Task inputs Block Start
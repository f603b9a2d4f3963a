use sorapc::config::AppConfig;
use sorapc::database;
use sorapc::logging::{self, LOG_RETENTION_DAYS};
use sorapc::services::ServiceContainer;

#[tokio::main]
async fn main() -> anyhow::Result<()> {
    // Load environment variables
    dotenvy::dotenv().ok();

    let config = AppConfig::from_env_or_default();
    let (_logging, _guard) = logging::init_logging(&config.log_dir)?;

    if let Err(e) = logging::cleanup_old_logs(&config.log_dir, LOG_RETENTION_DAYS).await {
        tracing::warn!(error = %e, "Failed to cleanup old logs");
    }

    let pool = database::init_pool(&config.database_url).await?;
    database::run_migrations(&pool).await?;

    let container = ServiceContainer::new(pool, &config).await?;

    let incomplete = container.orchestrator.recover_on_start().await;
    for task in &incomplete {
        tracing::info!(task_id = %task.task_id, token_id = task.token_id, "Job awaiting poll");
    }

    tracing::info!(pending = incomplete.len(), "sorapc initialized successfully");

    Ok(())
}
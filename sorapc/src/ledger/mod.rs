//! Durable tracking of remote jobs.
//!
//! [`JobLedger`] owns the job records; [`RecoveryScanner`] reads back the
//! unfinished ones after a restart.

mod job_ledger;
mod recovery;

pub use job_ledger::{JobLedger, JobStatus, JobSummary};
pub use recovery::RecoveryScanner;
//! Persistence layer for sorapc.
//!
//! Credentials, job records and download records live in a single SQLite
//! database accessed through sqlx. Components reach it only through the
//! repository traits in [`repositories`].

pub mod models;
pub mod repositories;
pub mod retry;
pub mod time;

use sqlx::sqlite::{SqliteConnectOptions, SqliteJournalMode, SqlitePoolOptions, SqliteSynchronous};
use sqlx::{Pool, Row, Sqlite};
use std::str::FromStr;
use std::time::Duration;

/// Database connection pool type alias.
pub type DbPool = Pool<Sqlite>;

/// Default connection pool size.
const DEFAULT_POOL_SIZE: u32 = 5;

/// Default busy timeout in milliseconds.
const DEFAULT_BUSY_TIMEOUT_MS: u64 = 30_000;

/// Default WAL auto-checkpoint threshold in pages.
const DEFAULT_WAL_AUTOCHECKPOINT_PAGES: i32 = 1000;

async fn apply_per_connection_pragmas(
    conn: &mut sqlx::SqliteConnection,
) -> Result<(), sqlx::Error> {
    sqlx::query(&format!(
        "PRAGMA wal_autocheckpoint = {}",
        DEFAULT_WAL_AUTOCHECKPOINT_PAGES
    ))
    .execute(&mut *conn)
    .await?;

    sqlx::query("PRAGMA temp_store = MEMORY")
        .execute(&mut *conn)
        .await?;

    Ok(())
}

async fn ensure_wal_mode(pool: &DbPool) -> Result<(), sqlx::Error> {
    let mut conn = pool.acquire().await?;
    let row = sqlx::query("PRAGMA journal_mode")
        .fetch_one(&mut *conn)
        .await?;
    let mode: String = row.get(0);
    if mode != "wal" && mode != "memory" {
        tracing::warn!("journal_mode was '{}', expected 'wal'; re-setting", mode);
        sqlx::query("PRAGMA journal_mode = WAL")
            .execute(&mut *conn)
            .await?;
    }
    Ok(())
}

/// Initialize the database connection pool with WAL mode.
///
/// # Arguments
/// * `database_url` - SQLite database URL (e.g., "sqlite:accounts.db?mode=rwc")
/// * `max_connections` - Maximum number of connections in the pool
pub async fn init_pool_with_size(
    database_url: &str,
    max_connections: u32,
) -> Result<DbPool, sqlx::Error> {
    let connect_options = SqliteConnectOptions::from_str(database_url)?
        .journal_mode(SqliteJournalMode::Wal)
        .synchronous(SqliteSynchronous::Normal)
        .busy_timeout(Duration::from_millis(DEFAULT_BUSY_TIMEOUT_MS))
        .foreign_keys(true)
        .create_if_missing(true);

    let pool = SqlitePoolOptions::new()
        .max_connections(max_connections)
        .acquire_timeout(Duration::from_secs(30))
        .after_connect(|conn, _meta| {
            Box::pin(async move { apply_per_connection_pragmas(&mut *conn).await })
        })
        .connect_with(connect_options)
        .await?;

    ensure_wal_mode(&pool).await?;

    tracing::info!(
        "Database pool initialized with WAL mode, {} max connections",
        max_connections
    );

    Ok(pool)
}

/// Initialize the database connection pool with default size.
pub async fn init_pool(database_url: &str) -> Result<DbPool, sqlx::Error> {
    init_pool_with_size(database_url, DEFAULT_POOL_SIZE).await
}

pub async fn run_migrations(pool: &DbPool) -> Result<(), sqlx::migrate::MigrateError> {
    tracing::info!("Running database migrations...");
    sqlx::migrate!("./migrations").run(pool).await?;
    tracing::info!("Database migrations completed");
    Ok(())
}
Task inputs Block End
» Requirement:
Each line of the records that holds the word "migrate" should be copied out.

» Solution to this exercise:
pub async fn run_migrations(pool: &DbPool) -> Result<(), sqlx::migrate::MigrateError> {
    sqlx::migrate!("./migrations").run(pool).await?;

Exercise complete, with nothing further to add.